Eh, I married someone who's my polar opposite. Sometimes it just works0 -
There must be some things that you and your husband enjoy doing together. He may be thinking, "my wife would rather be on a bike ride by herself, then doing something with me..." ?
What is important, is that each of you allows the other the time and space to do what you love, and then come together and enjoy each other on mutual ground. You don't have to love to do everything together.
By the way... my husband used to be a loooooooong distance cyclist. He would train and ride hours on end week after week. We are talking completing 5 double centuries (200 miles) in one year type of long distance, as well as racing as part of a 2-person team 508.5 miles through death valley in 29.5 hours. Needless to say that I was not into doing those types of bike rides. But I suppported him, and even drove the support vehicle on the 508 mile race. Doing these long rides/races made him happy, but I don't think me doing them with him would have made him happier. (and for what it's worth... my husband and I have been married through our ups and downs for almost 23 years)
Find other friends to do these activities with, but come home happy, energized, and enjoy different things with your husband.
Good luck!0 -
Wow, that's a toughie! Maybe you and your husband can come up with some sort of compromise about being active? You watch a movie with him, he goes for a walk with you? He may enjoy that more than he's willing to admit to.

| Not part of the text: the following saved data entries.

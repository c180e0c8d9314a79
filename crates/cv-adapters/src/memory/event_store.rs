//! In-memory event store with live subscriptions

use std::collections::HashMap;
use std::sync::Arc;

use chrono::Utc;
use cv_domain::{EventData, EventEnvelope, EventStream};
use cv_ports::{
    validate_stream_id, EventStore, EventStoreError, EventSubscriber, EventSubscription,
    ExpectedVersion,
};
use glob::Pattern;
use tokio::sync::{broadcast, Mutex, RwLock};
use tracing::{debug, instrument};

const SUBSCRIBE_CHANNEL_CAPACITY: usize = 256;

#[derive(Default)]
struct StreamSlot {
    version: u64,
    events: Vec<EventEnvelope>,
}

/// In-memory event store.
///
/// Appends to one stream serialize on that stream's mutex; appends to
/// distinct streams only contend on the short global-log push that assigns
/// the store-wide sequence. The broadcast feed carries every append in
/// global order.
pub struct MemoryEventStore {
    streams: RwLock<HashMap<String, Arc<Mutex<StreamSlot>>>>,
    log: Mutex<Vec<EventEnvelope>>,
    /// Never reused, even after a stream delete shrinks the log.
    next_global_seq: std::sync::atomic::AtomicU64,
    tx: broadcast::Sender<EventEnvelope>,
}

impl MemoryEventStore {
    pub fn new() -> Self {
        let (tx, _rx) = broadcast::channel(SUBSCRIBE_CHANNEL_CAPACITY);
        Self {
            streams: RwLock::new(HashMap::new()),
            log: Mutex::new(Vec::new()),
            next_global_seq: std::sync::atomic::AtomicU64::new(1),
            tx,
        }
    }

    async fn slot(&self, stream_id: &str) -> Arc<Mutex<StreamSlot>> {
        if let Some(slot) = self.streams.read().await.get(stream_id) {
            return Arc::clone(slot);
        }
        let mut streams = self.streams.write().await;
        Arc::clone(streams.entry(stream_id.to_string()).or_default())
    }
}

impl Default for MemoryEventStore {
    fn default() -> Self {
        Self::new()
    }
}

impl EventStore for MemoryEventStore {
    #[instrument(skip(self, events), fields(stream_id = %stream_id, event_count = events.len()))]
    async fn append(
        &self,
        stream_id: &str,
        events: Vec<EventData>,
        expected_version: ExpectedVersion,
    ) -> Result<u64, EventStoreError> {
        validate_stream_id(stream_id)?;

        let slot = self.slot(stream_id).await;
        let mut slot = slot.lock().await;

        if let ExpectedVersion::Exact(expected) = expected_version {
            if slot.version != expected {
                debug!(
                    expected = expected,
                    actual = slot.version,
                    "concurrency conflict detected"
                );
                return Err(EventStoreError::ConcurrencyConflict {
                    expected,
                    actual: slot.version,
                });
            }
        }

        if events.is_empty() {
            return Ok(slot.version);
        }

        let occurred_at = Utc::now();
        let mut version = slot.version;

        // The global log lock both assigns the store-wide sequence and keeps
        // the broadcast feed ordered by it.
        let mut log = self.log.lock().await;
        for data in events {
            version += 1;
            let mut envelope = EventEnvelope::seal(stream_id, version, data, occurred_at);
            envelope.global_seq = Some(
                self.next_global_seq
                    .fetch_add(1, std::sync::atomic::Ordering::Relaxed),
            );
            log.push(envelope.clone());
            slot.events.push(envelope.clone());
            let _ = self.tx.send(envelope);
        }
        drop(log);

        slot.version = version;
        Ok(version)
    }

    async fn read(
        &self,
        stream_id: &str,
        from_version: u64,
        max_count: usize,
    ) -> Result<EventStream, EventStoreError> {
        validate_stream_id(stream_id)?;

        let Some(slot) = self.streams.read().await.get(stream_id).map(Arc::clone) else {
            return Ok(EventStream::empty(stream_id));
        };
        let slot = slot.lock().await;

        let from_version = from_version.max(1);
        let events: Vec<EventEnvelope> = slot
            .events
            .iter()
            .filter(|e| e.version >= from_version)
            .take(max_count)
            .cloned()
            .collect();

        Ok(EventStream {
            stream_id: stream_id.to_string(),
            version: slot.version,
            events,
        })
    }

    async fn stream_exists(&self, stream_id: &str) -> Result<bool, EventStoreError> {
        validate_stream_id(stream_id)?;
        Ok(self.stream_version(stream_id).await? > 0)
    }

    async fn stream_version(&self, stream_id: &str) -> Result<u64, EventStoreError> {
        validate_stream_id(stream_id)?;
        let Some(slot) = self.streams.read().await.get(stream_id).map(Arc::clone) else {
            return Ok(0);
        };
        let version = slot.lock().await.version;
        Ok(version)
    }

    #[instrument(skip(self))]
    async fn delete_stream(&self, stream_id: &str) -> Result<(), EventStoreError> {
        validate_stream_id(stream_id)?;
        let removed = self.streams.write().await.remove(stream_id);
        if removed.is_some() {
            // Deleted events also leave the replay feed.
            self.log
                .lock()
                .await
                .retain(|e| e.stream_id != stream_id);
            debug!(stream_id = stream_id, "stream deleted");
        }
        Ok(())
    }

    async fn list_streams(&self, pattern: &str) -> Result<Vec<String>, EventStoreError> {
        let pattern = Pattern::new(pattern).map_err(|_| EventStoreError::InvalidPattern {
            pattern: pattern.to_string(),
        })?;
        let streams = self.streams.read().await;
        let mut ids: Vec<String> = streams
            .keys()
            .filter(|id| pattern.matches(id))
            .cloned()
            .collect();
        ids.sort();
        Ok(ids)
    }

    async fn replay_all(
        &self,
        from_global_seq: u64,
        limit: usize,
    ) -> Result<Vec<EventEnvelope>, EventStoreError> {
        let log = self.log.lock().await;
        Ok(log
            .iter()
            .filter(|e| e.global_seq.unwrap_or(0) > from_global_seq)
            .take(limit)
            .cloned()
            .collect())
    }
}

impl EventSubscriber for MemoryEventStore {
    fn subscribe_all(&self) -> EventSubscription {
        EventSubscription::new(self.tx.subscribe())
    }
}
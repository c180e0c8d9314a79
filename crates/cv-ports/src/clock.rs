//! Clock port for deterministic time handling

use chrono::{DateTime, Utc};

/// Source of the current UTC time.
///
/// Object-safe on purpose so ttl-bearing stores can hold `Arc<dyn Clock>`
/// and tests can substitute a manual clock.
pub trait Clock: Send + Sync {
    fn now(&self) -> DateTime<Utc>;
}

/// System clock implementation
pub struct SystemClock;

impl Clock for SystemClock {
    fn now(&self) -> DateTime<Utc> {
        Utc::now()
    }
}
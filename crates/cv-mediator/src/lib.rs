//! Convoy Mediator
//!
//! In-process dispatch hub: requests route to exactly one handler, events
//! fan out to every registered handler, and both pass through an ordered
//! behavior pipeline. All outcomes are typed results; nothing panics across
//! the mediator boundary.

pub mod behaviors;
pub mod context;
pub mod handler;
pub mod mediator;
pub mod pipeline;
pub mod registry;

pub use context::DispatchContext;
pub use handler::{EventHandler, RequestHandler};
pub use mediator::Mediator;
pub use pipeline::{Behavior, BehaviorMessage, BehaviorResponse, MessageKind, Next};
pub use registry::RegistryBuilder;
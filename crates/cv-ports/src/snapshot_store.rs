//! Snapshot and projection checkpoint ports

use std::future::Future;

use chrono::{DateTime, Utc};
use cv_domain::{ErrorKind, MediatorError, SnapshotRecord};
use serde::{Deserialize, Serialize};

/// Snapshot store errors
#[derive(Debug, thiserror::Error)]
pub enum SnapshotStoreError {
    #[error("snapshot version {snapshot} exceeds stream version {stream}")]
    VersionAheadOfStream { snapshot: u64, stream: u64 },

    #[error("storage unavailable: {message}")]
    StorageUnavailable { message: String },

    #[error("serialization error: {message}")]
    SerializationError { message: String },
}

impl From<SnapshotStoreError> for MediatorError {
    fn from(e: SnapshotStoreError) -> Self {
        let kind = match &e {
            SnapshotStoreError::VersionAheadOfStream { .. } => ErrorKind::Validation,
            SnapshotStoreError::StorageUnavailable { .. } => ErrorKind::Transient,
            SnapshotStoreError::SerializationError { .. } => ErrorKind::Fatal,
        };
        MediatorError::new(kind, e.to_string())
    }
}

/// Point-in-time aggregate snapshots with retained history.
pub trait SnapshotStore: Send + Sync {
    /// Persist a snapshot. Idempotent per `(stream_id, version)`: saving the
    /// same pair twice leaves a single retained snapshot at that version.
    fn save(
        &self,
        snapshot: SnapshotRecord,
    ) -> impl Future<Output = Result<(), SnapshotStoreError>> + Send;

    /// Highest-version snapshot for a stream, if any.
    fn get(
        &self,
        stream_id: &str,
    ) -> impl Future<Output = Result<Option<SnapshotRecord>, SnapshotStoreError>> + Send;

    /// All retained snapshots for a stream in ascending version order.
    fn history(
        &self,
        stream_id: &str,
    ) -> impl Future<Output = Result<Vec<SnapshotRecord>, SnapshotStoreError>> + Send;

    /// Prune snapshots strictly below `version`. Returns the pruned count.
    fn delete_older_than(
        &self,
        stream_id: &str,
        version: u64,
    ) -> impl Future<Output = Result<usize, SnapshotStoreError>> + Send;
}

/// Durable cursor of a projection or subscription.
#[derive(Debug, Clone, Serialize, Deserialize)]
pub struct Checkpoint {
    pub name: String,
    pub stream_pattern: String,
    /// Last processed store-wide sequence.
    pub position: u64,
    pub processed_count: u64,
    pub last_processed_at: DateTime<Utc>,
}

impl Checkpoint {
    pub fn initial(name: impl Into<String>, stream_pattern: impl Into<String>) -> Self {
        Self {
            name: name.into(),
            stream_pattern: stream_pattern.into(),
            position: 0,
            processed_count: 0,
            last_processed_at: DateTime::<Utc>::MIN_UTC,
        }
    }
}

/// Checkpoint store errors
#[derive(Debug, thiserror::Error)]
pub enum CheckpointStoreError {
    #[error("checkpoint position went backwards: stored {stored}, offered {offered}")]
    PositionRegression { stored: u64, offered: u64 },

    #[error("storage unavailable: {message}")]
    StorageUnavailable { message: String },
}

/// Keyed checkpoint storage; positions advance monotonically.
pub trait CheckpointStore: Send + Sync {
    fn get(
        &self,
        name: &str,
    ) -> impl Future<Output = Result<Option<Checkpoint>, CheckpointStoreError>> + Send;

    /// Store a checkpoint. Rejects positions behind the stored one; a
    /// rebuild goes through `reset` instead.
    fn put(
        &self,
        checkpoint: Checkpoint,
    ) -> impl Future<Output = Result<(), CheckpointStoreError>> + Send;

    /// Drop a checkpoint so the projection replays from the beginning.
    fn reset(&self, name: &str) -> impl Future<Output = Result<(), CheckpointStoreError>> + Send;
}
//! In-memory flow snapshot store

use std::collections::HashMap;

use cv_domain::FlowSnapshot;
use cv_ports::{FlowStore, FlowStoreError};
use tokio::sync::RwLock;

/// In-memory flow snapshots keyed by flow id.
///
/// Each `save` replaces the whole snapshot atomically; the engine is the
/// single writer per flow id.
#[derive(Default)]
pub struct MemoryFlowStore {
    flows: RwLock<HashMap<String, FlowSnapshot>>,
}

impl MemoryFlowStore {
    pub fn new() -> Self {
        Self::default()
    }
}

impl FlowStore for MemoryFlowStore {
    async fn save(&self, snapshot: FlowSnapshot) -> Result<(), FlowStoreError> {
        self.flows
            .write()
            .await
            .insert(snapshot.flow_id.clone(), snapshot);
        Ok(())
    }

    async fn load(&self, flow_id: &str) -> Result<Option<FlowSnapshot>, FlowStoreError> {
        Ok(self.flows.read().await.get(flow_id).cloned())
    }

    async fn delete(&self, flow_id: &str) -> Result<(), FlowStoreError> {
        self.flows.write().await.remove(flow_id);
        Ok(())
    }
}

#[cfg(test)]
mod tests {
    use super::*;
    use chrono::Utc;
    use cv_domain::FlowStatus;
    use serde_json::json;

    #[tokio::test]
    async fn save_replaces_previous_snapshot() {
        let store = MemoryFlowStore::new();
        let mut snapshot = FlowSnapshot::initial("flow_1", json!({"n": 0}), Utc::now());
        store.save(snapshot.clone()).await.unwrap();

        snapshot.status = FlowStatus::Failed;
        snapshot.attempts = 2;
        store.save(snapshot).await.unwrap();

        let loaded = store.load("flow_1").await.unwrap().unwrap();
        assert_eq!(loaded.status, FlowStatus::Failed);
        assert_eq!(loaded.attempts, 2);
        assert!(store.load("missing").await.unwrap().is_none());
    }
}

My BF and I have similar goals regarding fitness, but completely different methods of getting there. He wants to get more flexible, but won't take a yoga class with me. It can be frustrating. Some days I feel like the only time we're together is when we're sleeping! :grumble: But it has to be a choice we both make. At least he goes for walks with me some evenings, and he's good about getting away from the house on the weekends. Or if we are at home, we're working in the garden or cleaning together.
You have a 3 year old that you can raise to be as active as you are! Take him outside to play! Get him to help you out around the house. Encourage healthy habits now. It's amazing how active a child can be! Right now he's not old enough to really work out with you, but he might enjoy being a part of your workouts. Running stroller? Just an idea.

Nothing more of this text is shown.